Il campionato di serie B 2019/2020 si è concluso dopo 364 interminabili giorni e questo significa che la caccia alla tre promozioni in serie A può ufficialmente ripartire da capo con nuove protagoniste. Benevento, Crotone e Spezia hanno guadagnato l’accesso al piano superiore rappresentando un’eccezione alla regola: tra di loro infatti non c’è nessuna delle retrocesse della stagione precedente. C’è mancato poco che il Frosinone non riuscisse ancora una volta a confermare una tradizione che si ripete quasi inesorabilmente.

La storia degli ultimi tre lustri di serie B dice infatti che in 13 casi su 15 nel terzetto delle squadre in festa per la conquista della serie A ce n’è sempre stata almeno una finita in cadetteria dodici mesi prima. In altre parole: chi scende dalla serie A nell’anno seguente riesce quasi sempre a far parlare di sé. Chi per questioni che poco c’entrano col campo (Lecce dalla A alla Lega Pro al termine della stagione 11/12; Catania declassato ultimo in B nel 14/15; Parma spedito addirittura in D nel 15/16), chi, invece, per evidenti meriti sportivi, sia col piazzamento diretto, sia attraverso i playoff.

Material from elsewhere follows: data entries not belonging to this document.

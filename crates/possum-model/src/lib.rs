//! Inference layer: classifier capability trait, prediction dispatch, and the
//! feature-gated ONNX Runtime classifier.

mod classifier;
mod labels;
#[cfg(feature = "onnx")]
mod onnx;

pub use classifier::{Classifier, ClassifierError, Prediction, predict};
pub use labels::Population;
#[cfg(feature = "onnx")]
pub use onnx::OnnxClassifier;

C’è poi un dato per confortare i pessimisti più radicali che sono arrivati a teorizzare una SPAL talmente malmessa da rischiare la serie C: negli ultimi 15 anni nessuna squadra dalla A si è resa protagonista del doppio scivolone, eccezion fatta per il Catania spedito nell’allora Lega Pro per ragioni giudiziarie. In pratica è più facile replicare il percorso della SPAL di Semplici (e del Benevento di Baroni o del Lecce di Liverani, solo per fare altri due esempi recenti), ossia centrare una doppia promozione consecutiva, che passare dal paradiso all’inferno, transitando solo momentaneamente per il purgatorio.

Quando la SPAL guadagnò l’accesso alla serie A dopo 49 anni andammo a vedere qual era la percentuale di sopravvivenza delle neopromosse e scoprimmo che una su tre pagava sempre il salto di categoria. Tra le altre cose nelle ultime tre stagioni il coefficiente di rischio si è alzato (per la terza volta consecutiva sono retrocesse 2 neopromosse su 3) e questa inevitabilmente non è una buona notizia per Benevento, Crotone e Frosinone.

Oggi il quesito è simile: quanto sono frequenti i rientri immediati in serie A? Lo sono parecchio, a giudicare dai numeri. Su 42 piazzamenti utili negli ultimi quindici anni, 15 se li sono aggiudicati formazioni scese dalla serie A per quello che è stato un vero e proprio ascensore. Ci sono stati addirittura casi in cui a risalire siano state delle coppie (Parma e Livorno nel 2009; Atalanta e Siena nel 2011), anche se la tendenza è chiara: la risalita quasi sempre riguarda una sola delle retrocesse.

[in rosso le squadre rientrate immediatamente in serie A dopo la retrocessione; in verde quelle che hanno dovuto attendere un anno]
C’è poi il caso – rappresentato in maniera eloquente da Benevento e Crotone – delle squadre che scontano un anno di purgatorio prima di riprovare l’assalto vincente al massimo campionato. Si tratta di un’eventualità non così frequente, ma nemmeno rarissima, occorsa in cinque casi.